PALERMO La corte d’assise d’appello di Caltanissetta ha confermato la condanna all’ergastolo del boss Matteo Messina Denaro, accusato di essere stato uno dei mandanti delle stragi di Capaci e via D’Amelio. Il collegio, presieduto dal giudice Maria Carmela Giannazzo, ha accolto la richiesta avanzata dai procuratori generali Antonino Patti, Fabiola Furnari e Gaetano Bono. Il padrino, difeso dall’avvocato d’ufficio Adriana Vella, ha rinunciato a collegarsi dal carcere in cui è detenuto per ascoltare il dispositivo.

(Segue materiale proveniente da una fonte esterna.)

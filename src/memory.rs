//! In-process backend — shared collections with broadcast fan-out.
//!
//! DESIGN
//! ======
//! A `MemoryHub` owns one canvas's durable state. Each session gets its own
//! `MemoryBackend` handle from [`MemoryHub::connect`]; every accepted write
//! is stamped with the next feed sequence number and fanned out to every
//! connected, online client, the writer included.
//!
//! The hub applies the same last-writer-wins rule as the session store, so
//! a retried write that lost the race cannot regress durable state, and a
//! late upsert cannot resurrect a deleted shape. Server `updated_at` values
//! are strictly monotonic per hub.
//!
//! FAULT INJECTION
//! ===============
//! `fail_next_writes(n)` makes the next `n` shape, layer or scale writes
//! from any client fail with a retryable error. Lease and presence calls
//! are unaffected. `set_online(client, false)` makes every call from that
//! client fail and stops delivering its feed, so it misses events exactly
//! as a disconnected session would.

use std::collections::{HashMap, HashSet};
use std::sync::{Arc, Mutex, PoisonError};

use async_trait::async_trait;
use tokio::sync::broadcast;
use tracing::debug;

use crate::backend::{Backend, BackendError};
use crate::change::{Change, ChangeEvent, ClientId, now_ms};
use crate::config::{DEFAULT_FEED_CAPACITY, SyncConfig};
use crate::lock::Lease;
use crate::presence::PresenceEntry;
use crate::scale::ScaleLine;
use crate::shape::{Layer, LayerId, Shape, ShapeId, UserId};
use crate::store::{MAX_TOMBSTONES, bound_tombstones};

// =============================================================================
// HUB
// =============================================================================

#[derive(Default)]
struct HubInner {
    shapes: HashMap<ShapeId, Shape>,
    tombstones: HashMap<ShapeId, i64>,
    layers: HashMap<LayerId, Layer>,
    scale: Option<ScaleLine>,
    locks: HashMap<ShapeId, Lease>,
    presence: HashMap<(UserId, String), PresenceEntry>,
    feeds: HashMap<ClientId, broadcast::Sender<ChangeEvent>>,
    offline: HashSet<ClientId>,
    seq: u64,
    last_write_at: i64,
    fail_next_writes: u32,
    shape_writes: u64,
}

impl HubInner {
    fn write_stamp(&mut self) -> i64 {
        self.last_write_at = now_ms().max(self.last_write_at + 1);
        self.last_write_at
    }

    fn check_online(&self, client_id: &str) -> Result<(), BackendError> {
        if self.offline.contains(client_id) {
            return Err(BackendError::Unavailable(format!("client {client_id} is offline")));
        }
        Ok(())
    }

    fn check_write(&mut self, client_id: &str) -> Result<(), BackendError> {
        self.check_online(client_id)?;
        if self.fail_next_writes > 0 {
            self.fail_next_writes -= 1;
            return Err(BackendError::Unavailable("injected write failure".into()));
        }
        Ok(())
    }

    /// Fan a change out to every online subscriber.
    fn emit(&mut self, origin: &str, change: Change) {
        self.seq += 1;
        let event = ChangeEvent::new(origin, self.seq, change);
        for (client_id, feed) in &self.feeds {
            if self.offline.contains(client_id) || feed.receiver_count() == 0 {
                continue;
            }
            if feed.send(event.clone()).is_err() {
                debug!(%client_id, seq = event.seq, "feed closed during send");
            }
        }
    }
}

/// Durable state for one canvas, shared by every connected session.
#[derive(Clone)]
pub struct MemoryHub {
    inner: Arc<Mutex<HubInner>>,
    feed_capacity: usize,
}

impl Default for MemoryHub {
    fn default() -> Self {
        Self::new(DEFAULT_FEED_CAPACITY)
    }
}

impl MemoryHub {
    /// New empty hub. `feed_capacity` bounds each client's undelivered events.
    #[must_use]
    pub fn new(feed_capacity: usize) -> Self {
        Self { inner: Arc::new(Mutex::new(HubInner::default())), feed_capacity: feed_capacity.max(1) }
    }

    /// New empty hub sized by `config.feed_capacity`.
    #[must_use]
    pub fn from_config(config: &SyncConfig) -> Self {
        Self::new(config.feed_capacity)
    }

    #[must_use]
    pub fn feed_capacity(&self) -> usize {
        self.feed_capacity
    }

    fn lock(&self) -> std::sync::MutexGuard<'_, HubInner> {
        self.inner.lock().unwrap_or_else(PoisonError::into_inner)
    }

    /// Handle for one session. Reconnecting with the same id reuses its feed.
    #[must_use]
    pub fn connect(&self, client_id: impl Into<ClientId>) -> MemoryBackend {
        let client_id = client_id.into();
        let capacity = self.feed_capacity;
        self.lock()
            .feeds
            .entry(client_id.clone())
            .or_insert_with(|| broadcast::channel(capacity).0);
        MemoryBackend { hub: self.clone(), client_id }
    }

    /// Fail the next `count` shape, layer or scale writes with a retryable error.
    pub fn fail_next_writes(&self, count: u32) {
        self.lock().fail_next_writes = count;
    }

    /// Take a client offline (calls fail, feed goes dark) or bring it back.
    pub fn set_online(&self, client_id: &str, online: bool) {
        let mut inner = self.lock();
        if online {
            inner.offline.remove(client_id);
        } else {
            inner.offline.insert(client_id.to_string());
        }
    }

    /// Current durable shapes, ordered by id.
    #[must_use]
    pub fn shapes(&self) -> Vec<Shape> {
        let mut shapes: Vec<Shape> = self.lock().shapes.values().cloned().collect();
        shapes.sort_by(|a, b| a.id.cmp(&b.id));
        shapes
    }

    #[must_use]
    pub fn shape(&self, id: &str) -> Option<Shape> {
        self.lock().shapes.get(id).cloned()
    }

    #[must_use]
    pub fn lease(&self, shape_id: &str) -> Option<Lease> {
        self.lock().locks.get(shape_id).cloned()
    }

    /// Write a lease directly, bypassing compare-and-swap. Models a session
    /// that crashed while holding it.
    pub fn insert_lease(&self, lease: Lease) {
        self.lock().locks.insert(lease.shape_id.clone(), lease);
    }

    #[must_use]
    pub fn scale(&self) -> Option<ScaleLine> {
        self.lock().scale.clone()
    }

    #[must_use]
    pub fn layer(&self, id: &str) -> Option<Layer> {
        self.lock().layers.get(id).cloned()
    }

    /// Number of successful `put_shapes` calls across all clients.
    #[must_use]
    pub fn shape_writes(&self) -> u64 {
        self.lock().shape_writes
    }

    /// Sequence number of the last emitted change.
    #[must_use]
    pub fn seq(&self) -> u64 {
        self.lock().seq
    }
}

// =============================================================================
// BACKEND HANDLE
// =============================================================================

/// One session's connection to a `MemoryHub`.
#[derive(Clone)]
pub struct MemoryBackend {
    hub: MemoryHub,
    client_id: ClientId,
}

impl MemoryBackend {
    #[must_use]
    pub fn hub(&self) -> &MemoryHub {
        &self.hub
    }
}

#[async_trait]
impl Backend for MemoryBackend {
    fn client_id(&self) -> &ClientId {
        &self.client_id
    }

    async fn put_shapes(&self, shapes: &[Shape]) -> Result<(), BackendError> {
        let mut inner = self.hub.lock();
        inner.check_write(&self.client_id)?;
        inner.shape_writes += 1;

        let mut accepted = Vec::with_capacity(shapes.len());
        for shape in shapes {
            if inner.tombstones.get(&shape.id).is_some_and(|&at| shape.client_updated_at <= at) {
                debug!(shape_id = %shape.id, "hub: upsert older than delete");
                continue;
            }
            if inner
                .shapes
                .get(&shape.id)
                .is_some_and(|stored| stored.client_updated_at > shape.client_updated_at)
            {
                debug!(shape_id = %shape.id, "hub: stored record is newer");
                continue;
            }
            let mut record = shape.clone();
            record.updated_at = inner.write_stamp();
            inner.tombstones.remove(&record.id);
            inner.shapes.insert(record.id.clone(), record.clone());
            accepted.push(record);
        }

        if !accepted.is_empty() {
            inner.emit(&self.client_id, Change::ShapesUpserted { shapes: accepted });
        }
        Ok(())
    }

    async fn delete_shapes(&self, ids: &[ShapeId], deleted_at: i64) -> Result<(), BackendError> {
        let mut inner = self.hub.lock();
        inner.check_write(&self.client_id)?;
        for id in ids {
            let newer = inner.shapes.get(id).is_some_and(|s| s.client_updated_at > deleted_at);
            if newer {
                continue;
            }
            inner.shapes.remove(id);
            let tombstone = inner.tombstones.entry(id.clone()).or_insert(deleted_at);
            *tombstone = (*tombstone).max(deleted_at);
        }
        bound_tombstones(&mut inner.tombstones, MAX_TOMBSTONES);
        inner.emit(&self.client_id, Change::ShapesDeleted { ids: ids.to_vec(), deleted_at });
        Ok(())
    }

    async fn load_shapes(&self) -> Result<Vec<Shape>, BackendError> {
        let inner = self.hub.lock();
        inner.check_online(&self.client_id)?;
        Ok(inner.shapes.values().cloned().collect())
    }

    async fn put_layer(&self, layer: &Layer) -> Result<(), BackendError> {
        let mut inner = self.hub.lock();
        inner.check_write(&self.client_id)?;
        inner.layers.insert(layer.id.clone(), layer.clone());
        inner.emit(&self.client_id, Change::LayerUpserted { layer: layer.clone() });
        Ok(())
    }

    async fn delete_layer(&self, id: &LayerId) -> Result<(), BackendError> {
        let mut inner = self.hub.lock();
        inner.check_write(&self.client_id)?;
        inner.layers.remove(id);
        inner.emit(&self.client_id, Change::LayerDeleted { id: id.clone() });
        Ok(())
    }

    async fn load_layers(&self) -> Result<Vec<Layer>, BackendError> {
        let inner = self.hub.lock();
        inner.check_online(&self.client_id)?;
        Ok(inner.layers.values().cloned().collect())
    }

    async fn put_scale(&self, line: Option<&ScaleLine>) -> Result<(), BackendError> {
        let mut inner = self.hub.lock();
        inner.check_write(&self.client_id)?;
        inner.scale = line.cloned();
        inner.emit(&self.client_id, Change::ScaleChanged { line: line.cloned() });
        Ok(())
    }

    async fn load_scale(&self) -> Result<Option<ScaleLine>, BackendError> {
        let inner = self.hub.lock();
        inner.check_online(&self.client_id)?;
        Ok(inner.scale.clone())
    }

    async fn get_lock(&self, shape_id: &ShapeId) -> Result<Option<Lease>, BackendError> {
        let inner = self.hub.lock();
        inner.check_online(&self.client_id)?;
        Ok(inner.locks.get(shape_id).cloned())
    }

    async fn list_locks(&self) -> Result<Vec<Lease>, BackendError> {
        let inner = self.hub.lock();
        inner.check_online(&self.client_id)?;
        Ok(inner.locks.values().cloned().collect())
    }

    async fn swap_lock(
        &self,
        shape_id: &ShapeId,
        expected: Option<&Lease>,
        new: Option<&Lease>,
    ) -> Result<bool, BackendError> {
        let mut inner = self.hub.lock();
        inner.check_online(&self.client_id)?;
        if inner.locks.get(shape_id) != expected {
            return Ok(false);
        }
        match new {
            Some(lease) => inner.locks.insert(shape_id.clone(), lease.clone()),
            None => inner.locks.remove(shape_id),
        };
        inner.emit(&self.client_id, Change::LockChanged { shape_id: shape_id.clone(), lease: new.cloned() });
        Ok(true)
    }

    async fn put_presence(&self, entry: &PresenceEntry) -> Result<(), BackendError> {
        let mut inner = self.hub.lock();
        inner.check_online(&self.client_id)?;
        inner
            .presence
            .insert((entry.user_id.clone(), entry.view.clone()), entry.clone());
        inner.emit(&self.client_id, Change::PresenceChanged { entry: entry.clone() });
        Ok(())
    }

    async fn delete_presence(&self, user_id: &UserId, view: &str) -> Result<(), BackendError> {
        let mut inner = self.hub.lock();
        inner.check_online(&self.client_id)?;
        if inner.presence.remove(&(user_id.clone(), view.to_string())).is_some() {
            inner.emit(&self.client_id, Change::PresenceLeft { user_id: user_id.clone(), view: view.to_string() });
        }
        Ok(())
    }

    async fn list_presence(&self) -> Result<Vec<PresenceEntry>, BackendError> {
        let inner = self.hub.lock();
        inner.check_online(&self.client_id)?;
        Ok(inner.presence.values().cloned().collect())
    }

    fn subscribe(&self) -> broadcast::Receiver<ChangeEvent> {
        let capacity = self.hub.feed_capacity;
        self.hub
            .lock()
            .feeds
            .entry(self.client_id.clone())
            .or_insert_with(|| broadcast::channel(capacity).0)
            .subscribe()
    }
}

#[cfg(test)]
#[path = "memory_test.rs"]
mod tests;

Ergastolo dal 41 bis. Un processo e una condanna pesanti, ancora più pesanti per Matteo Messina Denaro, perché subiti da detenuto dopo una trentennale latitanza. Sulle stragi del ’92 le indagini non si sono mai fermate e questi 31 anni sono stati costellati, tra ombre e misteri, da diversi processi alla ricerca della verità.
Alla sbarra anche Matteo Messina Denaro, già condannato per le stragi del “Continente” del 1993, e’ ritenuto uno dei mandanti degli attentati in cui persero la vita Giovanni Falcone, la moglie Francesca Morvillo, Paolo Borsellino e gli otto agenti della scorta, Vito Schifani, Rocco Dicillo, Antonio Montinaro, Agostino Catalano, Vincenzo Li Muli, Claudio Traina, Emanuela Loi e Eddie Walter Cosina. Catturato in una clinica di Palermo il 16 gennaio di quest’anno, non si mai presentato in udienza.

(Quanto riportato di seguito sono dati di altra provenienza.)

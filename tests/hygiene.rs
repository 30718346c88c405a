//! Hygiene: source-level standards checked at test time.
//!
//! Scans `src/` (excluding `*_test.rs`) for patterns that crash a session,
//! silently drop errors, or block the runtime. Each pattern has a budget.
//! Budgets only ever go down.
#![allow(clippy::absurd_extreme_comparisons)]

use std::fs;
use std::path::Path;

// Panics. A canvas session must never crash on bad input or a flaky backend.
const MAX_UNWRAP: usize = 0;
const MAX_EXPECT: usize = 0;
const MAX_PANIC: usize = 0;
const MAX_UNREACHABLE: usize = 0;
const MAX_TODO: usize = 0;
const MAX_UNIMPLEMENTED: usize = 0;

// Silent loss. Failed writes must be retried or logged, never discarded.
const MAX_SILENT_DISCARD: usize = 0;
const MAX_DOT_OK: usize = 0;

// Blocking the runtime from inside async code.
const MAX_THREAD_SLEEP: usize = 0;

const MAX_ALLOW_DEAD_CODE: usize = 0;

struct SourceFile {
    path: String,
    content: String,
}

fn source_files() -> Vec<SourceFile> {
    let mut files = Vec::new();
    collect_rs_files(Path::new("src"), &mut files);
    files
}

fn collect_rs_files(dir: &Path, out: &mut Vec<SourceFile>) {
    let Ok(entries) = fs::read_dir(dir) else {
        return;
    };
    for entry in entries.flatten() {
        let path = entry.path();
        if path.is_dir() {
            collect_rs_files(&path, out);
            continue;
        }
        if !path.extension().is_some_and(|e| e == "rs") {
            continue;
        }
        let path_str = path.to_string_lossy().to_string();
        if path_str.ends_with("_test.rs") {
            continue;
        }
        if let Ok(content) = fs::read_to_string(&path) {
            out.push(SourceFile { path: path_str, content });
        }
    }
}

fn hits_for(files: &[SourceFile], pattern: &str) -> Vec<(String, usize)> {
    files
        .iter()
        .filter_map(|file| {
            let count = file.content.lines().filter(|line| line.contains(pattern)).count();
            (count > 0).then(|| (file.path.clone(), count))
        })
        .collect()
}

fn assert_budget(pattern: &str, max: usize) {
    let files = source_files();
    assert!(!files.is_empty(), "no sources found under src/");
    let hits = hits_for(&files, pattern);
    let count: usize = hits.iter().map(|(_, c)| c).sum();
    let listing = hits
        .iter()
        .map(|(path, c)| format!("  {path}: {c}"))
        .collect::<Vec<_>>()
        .join("\n");
    assert!(count <= max, "`{pattern}` budget exceeded: found {count}, max {max}.\n{listing}");
}

#[test]
fn unwrap_budget() {
    assert_budget(".unwrap()", MAX_UNWRAP);
}

#[test]
fn expect_budget() {
    assert_budget(".expect(", MAX_EXPECT);
}

#[test]
fn panic_budget() {
    assert_budget("panic!(", MAX_PANIC);
}

#[test]
fn unreachable_budget() {
    assert_budget("unreachable!(", MAX_UNREACHABLE);
}

#[test]
fn todo_budget() {
    assert_budget("todo!(", MAX_TODO);
}

#[test]
fn unimplemented_budget() {
    assert_budget("unimplemented!(", MAX_UNIMPLEMENTED);
}

#[test]
fn silent_discard_budget() {
    assert_budget("let _ =", MAX_SILENT_DISCARD);
}

#[test]
fn dot_ok_budget() {
    assert_budget(".ok()", MAX_DOT_OK);
}

#[test]
fn thread_sleep_budget() {
    assert_budget("std::thread::sleep", MAX_THREAD_SLEEP);
}

#[test]
fn allow_dead_code_budget() {
    assert_budget("#[allow(dead_code)]", MAX_ALLOW_DEAD_CODE);
}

L’ex superlatitante non era mai stato processato per le bombe del ’92. In primo grado è stato condannato all’ergastolo. Il Pg di Caltanissetta, Antonino Patti, aveva chiesto la conferma della sentenza. E a 31 anni dalla strage di via D’Amelio ecco la sentenza della Corte d’Assise d’Appello di Caltanissetta che ha inflitto il carcere a vita. Un processo iniziato quando il pupillo di Totò Riina era ancora latitante e dopo la cattura quella sedia del supercarcere di L’Aquila, dove e’ detenuto al 41 bis, è rimasta sempre vuota.